Abstract: Reinforcement Learning (RL) studies the problem of an agent learning to interact with an environment to maximize its reward. Recent breakthroughs in Go, Atari, and Robotics are a result of combining advances from Deep Learning with RL algorithms, which has moved the field from hand-designing features to learning features directly from raw data. However, RL practitioners still need to define what predictive knowledge an agent needs to learn to maximize its performance, instead of the agent autonomously discovering them. Developing the ability to discover knowledge could allow the agents to learn as efficiently as humans. In this thesis, we propose methods that enable an agent to discover some forms of knowledge directly from experience.

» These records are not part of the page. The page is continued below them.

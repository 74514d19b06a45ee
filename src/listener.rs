//! Key press sources.
//!
//! The default source is a system-wide hook through rdev (the `global`
//! feature, on by default), which sees key presses from every application.
//! `TerminalKeys` reads key presses from the focused terminal with crossterm
//! and is used with `--terminal` or in builds without the hook.

use std::io::{self, Write};
use std::sync::Arc;
use std::time::Duration;

use crossterm::event::{self, Event, KeyCode, KeyEventKind, KeyModifiers};
use crossterm::terminal::{disable_raw_mode, enable_raw_mode};
use log::{debug, warn};
use thiserror::Error;

use crate::trigger::TriggerHandler;
use crate::{set_shutdown_flag, should_shutdown};

const POLL_INTERVAL: Duration = Duration::from_millis(100);

#[derive(Debug, Error)]
pub enum ListenError {
    #[error("terminal input failed: {0}")]
    Io(#[from] io::Error),
    #[error("global key hook failed: {0} (try --terminal)")]
    Hook(String),
    #[error("global key capture needs a build with the `global` feature")]
    GlobalUnavailable,
}

/// Something that calls the handler once per key press until shutdown.
pub trait KeySource {
    /// Writer for status lines while this source is active.
    fn status_writer(&self) -> Box<dyn Write + Send> {
        Box::new(io::stdout())
    }

    fn listen(self: Box<Self>, handler: Arc<TriggerHandler>) -> Result<(), ListenError>;
}

/// Key presses from the terminal this process runs in.
#[derive(Debug, Default)]
pub struct TerminalKeys;

struct RawModeGuard;

impl Drop for RawModeGuard {
    fn drop(&mut self) {
        if let Err(e) = disable_raw_mode() {
            warn!("failed to restore terminal mode: {}", e);
        }
    }
}

impl KeySource for TerminalKeys {
    fn status_writer(&self) -> Box<dyn Write + Send> {
        Box::new(RawLines(io::stdout()))
    }

    fn listen(self: Box<Self>, handler: Arc<TriggerHandler>) -> Result<(), ListenError> {
        enable_raw_mode()?;
        let _guard = RawModeGuard;
        debug!("terminal key listener started");

        while !should_shutdown() {
            if !event::poll(POLL_INTERVAL)? {
                continue;
            }
            let Event::Key(key) = event::read()? else {
                continue;
            };
            // Some platforms also report releases and repeats
            if key.kind != KeyEventKind::Press {
                continue;
            }
            // Raw mode swallows SIGINT, so Ctrl+C arrives as a key
            if key.code == KeyCode::Char('c') && key.modifiers.contains(KeyModifiers::CONTROL) {
                set_shutdown_flag();
                break;
            }
            handler.on_key_event();
        }

        debug!("terminal key listener stopped");
        Ok(())
    }
}

/// Writer that ends lines with `\r\n`, since raw mode disables the translation.
pub struct RawLines<W>(pub W);

impl<W: Write> Write for RawLines<W> {
    fn write(&mut self, buf: &[u8]) -> io::Result<usize> {
        let mut start = 0;
        for (i, byte) in buf.iter().enumerate() {
            if *byte == b'\n' {
                self.0.write_all(&buf[start..i])?;
                self.0.write_all(b"\r\n")?;
                start = i + 1;
            }
        }
        self.0.write_all(&buf[start..])?;
        Ok(buf.len())
    }

    fn flush(&mut self) -> io::Result<()> {
        self.0.flush()
    }
}

/// System-wide key presses.
#[cfg(feature = "global")]
#[derive(Debug, Default)]
pub struct GlobalKeys;

#[cfg(feature = "global")]
impl KeySource for GlobalKeys {
    fn listen(self: Box<Self>, handler: Arc<TriggerHandler>) -> Result<(), ListenError> {
        debug!("global key hook started");
        // Blocks for the life of the process; Ctrl+C exits from the signal handler
        rdev::listen(move |event: rdev::Event| {
            if let rdev::EventType::KeyPress(_) = event.event_type {
                handler.on_key_event();
            }
        })
        .map_err(|e| ListenError::Hook(format!("{:?}", e)))
    }
}

/// The system-wide source, if this build has one.
pub fn global_key_source() -> Result<Box<dyn KeySource>, ListenError> {
    #[cfg(feature = "global")]
    {
        Ok(Box::new(GlobalKeys))
    }
    #[cfg(not(feature = "global"))]
    {
        Err(ListenError::GlobalUnavailable)
    }
}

First part of this thesis explores an approach to efficiently learn multiple chunks of knowledge, in
the form of optimal behaviors to achieve goals in an environment, from a single trajectory of
experience. Second part of the thesis explores approaches to discover useful knowledge of
various forms to maximize the agent’s task performance. It consists of three works: the first one
introduces an architecture and an associated meta-gradient algorithm to discover predictive
questions about the agent’s experience to drive representation learning. Second work
introduces another meta-gradient approach to discover temporal-abstractions in the form of
options that enables a hierarchical RL agent to learn faster on new, unseen tasks. The third one
presents an algorithm to select a small number of affordances in the form of actions or options
from a continuous space to improve the performance of a model-based planning agent on
hierarchical tasks. Final part of this thesis studies the problem of learning many
option-conditional predictions in a complex environment. We demonstrate the extensive thought
experiment from Ring (2021), which conjectured that high-level, abstract knowledge could be
represented as layered predictions of agent’s sensorimotor stream. We also introduce an
approach to discover those option-conditional predictions which were previously hand-defined
and demonstrate the feasibility of this approach on simple partially-observable environments.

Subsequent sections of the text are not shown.